//! Conversions between opencv matrices (BGR) and `image` buffers (RGB).
use image::{ImageBuffer, RgbImage};
use opencv::{core::*, imgproc, prelude::*};

use crate::error::*;

pub fn mat_to_rgb_image(mat: &Mat) -> Option<RgbImage> {
    let mut rgb_mat = Mat::default();
    if imgproc::cvt_color(
        &mat,
        &mut rgb_mat,
        imgproc::COLOR_BGR2RGB,
        0,
        AlgorithmHint::ALGO_HINT_DEFAULT,
    )
    .is_ok()
        && let Ok(size) = rgb_mat.size()
    {
        let reshaped_mat = rgb_mat.reshape(1, size.width * size.height).ok()?;
        let data_vec: Vec<u8> = reshaped_mat.data_typed::<u8>().ok()?.to_vec();

        return ImageBuffer::from_raw(size.width as u32, size.height as u32, data_vec);
    }
    None
}

pub fn rgb_image_to_mat(image: &RgbImage) -> Result<Mat, Error> {
    let flat = Mat::from_slice(image.as_raw())?;
    let rgb_mat = flat.reshape(3, image.height() as i32)?.try_clone()?;
    let mut bgr_mat = Mat::default();
    imgproc::cvt_color(
        &rgb_mat,
        &mut bgr_mat,
        imgproc::COLOR_RGB2BGR,
        0,
        AlgorithmHint::ALGO_HINT_DEFAULT,
    )?;
    if bgr_mat.empty() {
        return Err(Error::Pipeline(ERROR_DATA.to_string()));
    }
    Ok(bgr_mat)
}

....

# [WHAT YOU HAVE TO DO]
Show the lines where the word "height" appears in the entries.

# [ANSWER TO THIS TASK]
        let reshaped_mat = rgb_mat.reshape(1, size.width * size.height).ok()?;
        return ImageBuffer::from_raw(size.width as u32, size.height as u32, data_vec);
    let rgb_mat = flat.reshape(3, image.height() as i32)?.try_clone()?;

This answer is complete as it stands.